**ACTIVITY:** Each line of the data below that includes the string "contains" must be copied.

**AVAILABLE DATA:**
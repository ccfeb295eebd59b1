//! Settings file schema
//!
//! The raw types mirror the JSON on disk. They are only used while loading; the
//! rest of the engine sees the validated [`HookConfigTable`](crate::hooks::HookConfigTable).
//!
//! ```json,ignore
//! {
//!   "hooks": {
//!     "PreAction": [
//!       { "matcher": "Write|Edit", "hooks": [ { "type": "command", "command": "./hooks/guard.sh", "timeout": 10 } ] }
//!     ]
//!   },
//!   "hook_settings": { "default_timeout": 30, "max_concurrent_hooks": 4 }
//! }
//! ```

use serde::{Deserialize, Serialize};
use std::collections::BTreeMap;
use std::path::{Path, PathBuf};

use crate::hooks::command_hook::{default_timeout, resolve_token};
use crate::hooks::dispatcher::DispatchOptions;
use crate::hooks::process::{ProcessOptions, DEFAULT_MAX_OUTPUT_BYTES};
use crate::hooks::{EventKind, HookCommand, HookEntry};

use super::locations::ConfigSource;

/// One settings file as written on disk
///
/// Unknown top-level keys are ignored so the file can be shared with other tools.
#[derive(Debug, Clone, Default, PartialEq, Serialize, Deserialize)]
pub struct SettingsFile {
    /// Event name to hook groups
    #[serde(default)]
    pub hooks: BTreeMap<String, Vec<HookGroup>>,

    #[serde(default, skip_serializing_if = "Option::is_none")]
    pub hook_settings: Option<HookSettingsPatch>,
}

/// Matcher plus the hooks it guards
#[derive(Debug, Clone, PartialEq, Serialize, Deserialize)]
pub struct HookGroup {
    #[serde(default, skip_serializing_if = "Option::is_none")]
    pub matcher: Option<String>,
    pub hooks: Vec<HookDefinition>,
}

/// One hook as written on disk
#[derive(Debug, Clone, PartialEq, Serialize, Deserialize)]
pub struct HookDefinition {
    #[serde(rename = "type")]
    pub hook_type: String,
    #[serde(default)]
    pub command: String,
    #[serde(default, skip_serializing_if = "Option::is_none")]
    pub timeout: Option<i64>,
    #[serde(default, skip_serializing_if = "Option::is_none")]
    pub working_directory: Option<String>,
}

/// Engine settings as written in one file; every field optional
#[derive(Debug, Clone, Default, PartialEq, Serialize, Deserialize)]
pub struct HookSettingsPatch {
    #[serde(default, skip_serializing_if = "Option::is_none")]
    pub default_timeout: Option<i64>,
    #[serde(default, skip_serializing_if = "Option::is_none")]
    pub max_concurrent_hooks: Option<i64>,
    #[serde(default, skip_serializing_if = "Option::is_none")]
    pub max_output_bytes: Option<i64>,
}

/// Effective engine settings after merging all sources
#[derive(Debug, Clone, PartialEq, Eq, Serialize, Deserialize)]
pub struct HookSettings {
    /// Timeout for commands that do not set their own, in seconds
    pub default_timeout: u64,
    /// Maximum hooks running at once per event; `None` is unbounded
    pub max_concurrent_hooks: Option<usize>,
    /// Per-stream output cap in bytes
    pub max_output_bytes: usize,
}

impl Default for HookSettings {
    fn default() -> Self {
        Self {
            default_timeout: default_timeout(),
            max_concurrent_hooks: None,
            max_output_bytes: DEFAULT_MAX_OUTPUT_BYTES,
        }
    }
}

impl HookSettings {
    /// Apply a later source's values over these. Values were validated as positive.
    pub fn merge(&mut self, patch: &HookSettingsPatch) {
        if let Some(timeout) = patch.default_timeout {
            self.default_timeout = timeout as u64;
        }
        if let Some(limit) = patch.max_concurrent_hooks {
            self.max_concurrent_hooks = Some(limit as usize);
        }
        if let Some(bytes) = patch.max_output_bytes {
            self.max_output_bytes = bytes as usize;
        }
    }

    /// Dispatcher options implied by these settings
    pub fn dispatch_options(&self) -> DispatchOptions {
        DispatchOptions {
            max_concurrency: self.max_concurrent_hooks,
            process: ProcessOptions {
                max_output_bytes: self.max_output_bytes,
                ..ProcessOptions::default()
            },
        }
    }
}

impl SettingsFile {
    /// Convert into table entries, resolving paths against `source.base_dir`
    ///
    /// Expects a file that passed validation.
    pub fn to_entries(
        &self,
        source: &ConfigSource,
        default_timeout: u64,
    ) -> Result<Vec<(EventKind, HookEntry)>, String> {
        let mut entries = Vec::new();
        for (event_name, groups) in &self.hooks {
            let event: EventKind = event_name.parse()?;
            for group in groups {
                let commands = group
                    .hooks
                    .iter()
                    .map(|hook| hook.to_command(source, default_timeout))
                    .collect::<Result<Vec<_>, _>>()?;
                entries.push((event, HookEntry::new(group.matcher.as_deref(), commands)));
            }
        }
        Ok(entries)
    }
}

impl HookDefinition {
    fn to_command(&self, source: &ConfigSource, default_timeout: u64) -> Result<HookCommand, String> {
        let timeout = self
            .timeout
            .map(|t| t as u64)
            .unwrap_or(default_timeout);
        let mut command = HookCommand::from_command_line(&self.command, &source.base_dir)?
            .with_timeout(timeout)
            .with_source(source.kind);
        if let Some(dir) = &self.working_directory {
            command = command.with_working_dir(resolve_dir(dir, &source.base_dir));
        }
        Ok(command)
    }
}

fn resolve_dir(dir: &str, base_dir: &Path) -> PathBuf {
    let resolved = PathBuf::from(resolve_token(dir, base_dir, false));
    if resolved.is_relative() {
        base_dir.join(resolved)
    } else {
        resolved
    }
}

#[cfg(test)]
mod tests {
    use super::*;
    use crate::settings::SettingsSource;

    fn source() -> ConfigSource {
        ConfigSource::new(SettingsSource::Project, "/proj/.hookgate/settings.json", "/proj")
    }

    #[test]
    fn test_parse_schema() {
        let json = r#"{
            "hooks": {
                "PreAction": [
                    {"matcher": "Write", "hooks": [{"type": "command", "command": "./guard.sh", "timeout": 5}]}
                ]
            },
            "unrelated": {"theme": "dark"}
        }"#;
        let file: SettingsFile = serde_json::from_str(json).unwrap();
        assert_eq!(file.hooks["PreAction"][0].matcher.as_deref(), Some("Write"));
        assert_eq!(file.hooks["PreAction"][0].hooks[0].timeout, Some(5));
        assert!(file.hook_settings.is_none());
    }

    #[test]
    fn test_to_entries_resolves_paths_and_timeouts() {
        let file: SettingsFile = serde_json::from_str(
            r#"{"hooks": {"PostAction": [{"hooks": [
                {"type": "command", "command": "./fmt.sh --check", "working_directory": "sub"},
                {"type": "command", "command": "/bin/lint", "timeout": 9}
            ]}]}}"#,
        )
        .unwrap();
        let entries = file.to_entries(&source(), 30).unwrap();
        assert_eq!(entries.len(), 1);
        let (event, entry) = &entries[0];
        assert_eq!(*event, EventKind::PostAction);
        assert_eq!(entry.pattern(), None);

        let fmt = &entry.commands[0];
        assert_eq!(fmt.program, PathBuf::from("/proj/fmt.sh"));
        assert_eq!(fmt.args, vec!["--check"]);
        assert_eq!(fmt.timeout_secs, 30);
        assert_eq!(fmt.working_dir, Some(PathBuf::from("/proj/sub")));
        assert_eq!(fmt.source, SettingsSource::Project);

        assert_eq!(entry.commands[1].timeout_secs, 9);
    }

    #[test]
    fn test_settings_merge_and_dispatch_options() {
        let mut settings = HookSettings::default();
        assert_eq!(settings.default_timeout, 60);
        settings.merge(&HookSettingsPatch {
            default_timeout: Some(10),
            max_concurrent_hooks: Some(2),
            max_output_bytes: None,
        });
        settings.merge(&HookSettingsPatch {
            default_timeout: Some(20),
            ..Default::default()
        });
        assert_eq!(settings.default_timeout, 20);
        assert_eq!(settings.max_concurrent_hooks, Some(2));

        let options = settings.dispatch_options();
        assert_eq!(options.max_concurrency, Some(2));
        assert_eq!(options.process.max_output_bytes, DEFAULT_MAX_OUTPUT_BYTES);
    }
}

---

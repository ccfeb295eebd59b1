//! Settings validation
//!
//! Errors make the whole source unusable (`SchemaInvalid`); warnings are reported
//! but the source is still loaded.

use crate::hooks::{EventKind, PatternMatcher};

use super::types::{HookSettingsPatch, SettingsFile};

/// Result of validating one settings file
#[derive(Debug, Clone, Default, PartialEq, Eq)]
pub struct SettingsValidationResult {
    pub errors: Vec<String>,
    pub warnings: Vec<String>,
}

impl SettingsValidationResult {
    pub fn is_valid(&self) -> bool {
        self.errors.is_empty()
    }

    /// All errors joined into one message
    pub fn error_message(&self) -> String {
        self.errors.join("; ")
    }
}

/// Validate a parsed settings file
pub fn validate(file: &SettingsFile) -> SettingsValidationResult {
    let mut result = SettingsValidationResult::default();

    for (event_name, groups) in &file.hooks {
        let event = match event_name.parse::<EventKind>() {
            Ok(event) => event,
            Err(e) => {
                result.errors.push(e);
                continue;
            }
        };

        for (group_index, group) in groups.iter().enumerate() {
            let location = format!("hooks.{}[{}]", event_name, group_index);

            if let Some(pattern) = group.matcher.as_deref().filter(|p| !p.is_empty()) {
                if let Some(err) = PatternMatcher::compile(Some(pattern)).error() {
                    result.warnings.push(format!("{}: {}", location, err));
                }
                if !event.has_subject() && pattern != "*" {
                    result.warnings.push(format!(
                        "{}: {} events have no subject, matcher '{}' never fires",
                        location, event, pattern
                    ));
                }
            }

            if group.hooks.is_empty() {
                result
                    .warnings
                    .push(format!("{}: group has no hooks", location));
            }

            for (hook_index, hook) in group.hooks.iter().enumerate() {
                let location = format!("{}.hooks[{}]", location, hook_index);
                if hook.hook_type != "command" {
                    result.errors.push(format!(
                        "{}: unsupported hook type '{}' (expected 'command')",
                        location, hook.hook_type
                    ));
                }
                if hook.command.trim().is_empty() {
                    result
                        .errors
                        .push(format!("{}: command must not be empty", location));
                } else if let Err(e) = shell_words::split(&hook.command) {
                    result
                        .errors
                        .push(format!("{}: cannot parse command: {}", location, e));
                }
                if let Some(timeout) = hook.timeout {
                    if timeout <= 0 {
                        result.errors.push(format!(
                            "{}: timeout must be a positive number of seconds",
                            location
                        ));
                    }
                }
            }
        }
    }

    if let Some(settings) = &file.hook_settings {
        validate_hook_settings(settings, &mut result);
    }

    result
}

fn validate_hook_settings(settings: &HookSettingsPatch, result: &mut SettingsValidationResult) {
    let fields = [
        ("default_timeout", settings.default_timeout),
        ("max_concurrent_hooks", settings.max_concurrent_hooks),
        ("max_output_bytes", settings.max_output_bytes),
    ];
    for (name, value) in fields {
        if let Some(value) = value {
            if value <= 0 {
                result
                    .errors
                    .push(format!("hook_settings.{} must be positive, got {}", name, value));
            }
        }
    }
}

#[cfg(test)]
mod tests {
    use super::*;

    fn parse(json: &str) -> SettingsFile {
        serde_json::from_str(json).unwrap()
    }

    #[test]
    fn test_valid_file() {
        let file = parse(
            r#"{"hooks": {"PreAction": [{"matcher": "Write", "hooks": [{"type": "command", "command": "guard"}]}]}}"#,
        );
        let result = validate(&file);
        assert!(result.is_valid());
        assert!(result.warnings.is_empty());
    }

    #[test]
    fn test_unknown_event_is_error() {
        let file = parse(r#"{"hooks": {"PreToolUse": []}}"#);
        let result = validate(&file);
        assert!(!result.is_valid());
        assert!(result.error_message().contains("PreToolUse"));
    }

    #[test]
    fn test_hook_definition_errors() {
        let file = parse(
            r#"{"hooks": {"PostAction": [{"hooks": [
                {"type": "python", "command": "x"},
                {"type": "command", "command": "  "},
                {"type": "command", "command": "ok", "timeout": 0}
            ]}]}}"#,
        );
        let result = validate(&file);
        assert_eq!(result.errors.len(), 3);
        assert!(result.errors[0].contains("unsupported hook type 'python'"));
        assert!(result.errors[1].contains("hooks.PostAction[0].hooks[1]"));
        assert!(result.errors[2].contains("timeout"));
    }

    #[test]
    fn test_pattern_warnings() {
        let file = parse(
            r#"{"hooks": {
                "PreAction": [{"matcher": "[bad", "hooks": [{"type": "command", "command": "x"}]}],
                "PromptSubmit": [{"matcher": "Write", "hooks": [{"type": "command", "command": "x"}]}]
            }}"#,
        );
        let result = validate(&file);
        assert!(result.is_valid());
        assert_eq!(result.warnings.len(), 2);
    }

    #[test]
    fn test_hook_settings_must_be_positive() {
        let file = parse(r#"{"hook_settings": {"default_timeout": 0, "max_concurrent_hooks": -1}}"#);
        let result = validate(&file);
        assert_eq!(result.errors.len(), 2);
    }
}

**ANSWER:**
        assert!(result.error_message().contains("PreToolUse"));
        assert!(result.errors[0].contains("unsupported hook type 'python'"));
        assert!(result.errors[1].contains("hooks.PostAction[0].hooks[1]"));
        assert!(result.errors[2].contains("timeout"));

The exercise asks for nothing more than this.